Buying or selling a home is a huge undertaking. In fact, Americans consistently rank moving as one of the most stressful life events. But if you’re in the market for buying or selling real estate, it’s vital that you understand exactly what transpires at a mortgage closing.
In addition to doing your own research, one of the best things you can do is get real estate experts on your side to help you through the process. You can find any number of landlord agencies, real estate brokers or property investors like Steven Taylor Los Angeles to assist. Read on for what to expect at a real estate closing.
Who Attends a Real Estate Closing?
Each state has its own laws that govern who is legally required to be present at a closing. However, in most cases, the parties present are the buyers and sellers, along with their attorneys and real estate agents. A mortgage broker or a bank representative may also attend.

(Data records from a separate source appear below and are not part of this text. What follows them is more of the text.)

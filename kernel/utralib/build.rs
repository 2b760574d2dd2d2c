use std::env;

fn main() {
    let svd_filename = env::var("XOUS_SVD_FILE")
        .expect("Set the environment variable `XOUS_SVD_FILE` to point to an SVD file");
    println!("cargo:rerun-if-env-changed=XOUS_SVD_FILE");

    let svd_file_path = std::path::Path::new(&svd_filename);
    println!("cargo:rerun-if-changed={}", svd_file_path.canonicalize().unwrap().display());

    let src_file = std::fs::File::open(svd_filename).expect("couldn't open src file");
    let mut dest_file = std::fs::File::create("src/generated.rs").expect("couldn't open dest file");
    svd2utra::generate(src_file, &mut dest_file).unwrap();
}
// A mirror of rustls::OwnedTrustAnchor

use der::{Encode, Header, Reader, Tag};
use rkyv::{Archive, Deserialize, Serialize};
use sha2::Digest;

use std::convert::TryInto;
use std::fmt;
use std::io::{Error, ErrorKind};
use x509_parser::prelude::{FromDer, X509Certificate};

pub const MAX_ROTA_BYTES: usize = 1028;

/// A close mirror of rustls::OwnedTrustAnchor - but with extras
/// Note that the subject, spki & name_constraints fields are
/// DER encoded but WITHOUT the DER header.
#[derive(Archive, Serialize, Deserialize, Debug)]
pub struct RustlsOwnedTrustAnchor {
    pub subject: Vec<u8>,
    pub spki: Vec<u8>,
    pub name_constraints: Option<Vec<u8>>,
}

impl RustlsOwnedTrustAnchor {
    pub fn from_subject_spki_name_constraints(
        subject: impl Into<Vec<u8>>,
        spki: impl Into<Vec<u8>>,
        name_constraints: Option<impl Into<Vec<u8>>>,
    ) -> Self {
        Self {
            subject: subject.into(),
            spki: spki.into(),
            name_constraints: name_constraints.map(|x| x.into()),
        }
    }

    // decoded subject
    pub fn subject(&self) -> String {
        match add_der_header(Tag::Sequence, &self.subject) {
            Ok(der) => match x509_parser::x509::X509Name::from_der(&der) {
                Ok((_, decoded)) => decoded.to_string(),
                Err(e) => {
                    log::warn!("{:?}", e);
                    "der decode failed".to_string()
                }
            },
            Err(e) => {
                log::warn!("{:?}", e.into_inner().unwrap());
                "der decode failed".to_string()
            }
        }
    }
}

impl<'a> From<&X509Certificate<'a>> for RustlsOwnedTrustAnchor {
    fn from(x509: &X509Certificate) -> Self {
        // Remove the DER headers in keeping with rustls::OwnersTrustAnchor
        RustlsOwnedTrustAnchor {
            subject: match rm_der_header(x509.subject().as_raw()) {
                Ok(naked_der) => naked_der,
                Err(e) => {
                    log::warn!("{e}");
                    b"der decode failed".to_vec()
                }
            },
            spki: match rm_der_header(x509.public_key().raw) {
                Ok(naked_der) => naked_der,
                Err(e) => {
                    log::warn!("{e}");
                    b"der decode failed".to_vec()
                }
            },
            name_constraints: None,
            // name_constraints: x509.name_constraints().unwrap_or(None).map(|c| c.value.into()),
            // may have to pass value thru from certificates parameter
            // name_constraints: match x509.name_constraints() {
            //     Ok(Some(nc)) => Some(nc.value),
            //     Ok(None) => None,
            //     Err(e) => {
            //         log::warn!("failed to extract x509 name_constraints: {}", e);
            //         None
            //     }
            // },
        }
    }
}

/// Add a DER header to a DER encoded [u8]
fn add_der_header(tag: Tag, chook: &Vec<u8>) -> Result<Vec<u8>, Error> {
    match Header::new(tag, chook.len()) {
        Ok(header) => {
            let mut buff: [u8; 32] = [0u8; 32];
            match header.encode_to_slice(&mut buff) {
                Ok(der) => {
                    let der = [der, chook].concat();
                    match x509_parser::x509::X509Name::from_der(&der) {
                        Ok((_, decoded)) => Ok(decoded.as_raw().to_vec()),
                        Err(_) => Err(Error::new(ErrorKind::InvalidData, "der parse failed: from")),
                    }
                }
                Err(_) => Err(Error::new(
                    ErrorKind::InvalidData,
                    "der parse failed: encode",
                )),
            }
        }
        Err(_) => Err(Error::new(
            ErrorKind::InvalidData,
            "der parse failed: header",
        )),
    }
}

/// Remove a DER header from a DER encoded [u8]
fn rm_der_header(der: &[u8]) -> Result<Vec<u8>, Error> {
    match der::SliceReader::new(der) {
        Ok(reader) => match reader.peek_header() {
            Ok(header) => match header.encoded_len() {
                Ok(len) => match TryInto::<usize>::try_into(len) {
                    Ok(len) => Ok(der[len..].to_vec()),
                    Err(_) => Err(Error::new(
                        ErrorKind::InvalidData,
                        "der decode failed: into",
                    )),
                },
                Err(_) => Err(Error::new(
                    ErrorKind::InvalidData,
                    "der decode failed: length",
                )),
            },
            Err(_) => Err(Error::new(
                ErrorKind::InvalidData,
                "der decode failed: header",
            )),
        },
        Err(_) => Err(Error::new(
            ErrorKind::InvalidData,
            "der decode failed: reader",
        )),
    }
}

impl<'a> From<&webpki::TrustAnchor<'a>> for RustlsOwnedTrustAnchor {
    fn from(ta: &webpki::TrustAnchor) -> Self {
        Self::from_subject_spki_name_constraints(ta.subject, ta.spki, ta.name_constraints)
    }
}

impl Into<rustls::OwnedTrustAnchor> for RustlsOwnedTrustAnchor {
    fn into(self) -> rustls::OwnedTrustAnchor {
        rustls::OwnedTrustAnchor::from_subject_spki_name_constraints(
            self.subject,
            self.spki,
            self.name_constraints,
        )
    }
}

What About Long Distance Closings?
Where parties are spread out over a large distance, contracts can be signed via email or sent back and forth in the mail. In this case, there may not be an actual in-person closing. These types of closings may take place over several days or weeks, particularly when dealing with the translation of foreign documents or other extenuating circumstances.
When documents are sent by mail, the sender must also make plans to obtain a notary signature to verify their contract signatures.
Where buyers and sellers are located in different areas, it is particularly important to have a real estate attorney who can look after the interests of each party.
What Happens at the Closing?
The real estate closing is the meeting where the transfer of property between parties is finalized. The buyer may be a private owner, company or an investor or landlord such as Steven Taylor LA.
A mortgage, or real estate, closing can take anywhere from a half-hour to a half-day for most transactions. During this time, the parties will make a final pass over all the documents and sign contracts. Lawyers can answer any questions or settle minor disputes.
Once the mortgage papers are signed by the buyers, the property is officially transferred to their ownership. If the new buyers are not paying in cash, they will immediately resume responsibility for the mortgage loan.
The physical keys to the property will be passed over to the new owners and the real estate attorneys will distribute checks from the sale proceed to the appropriate parties.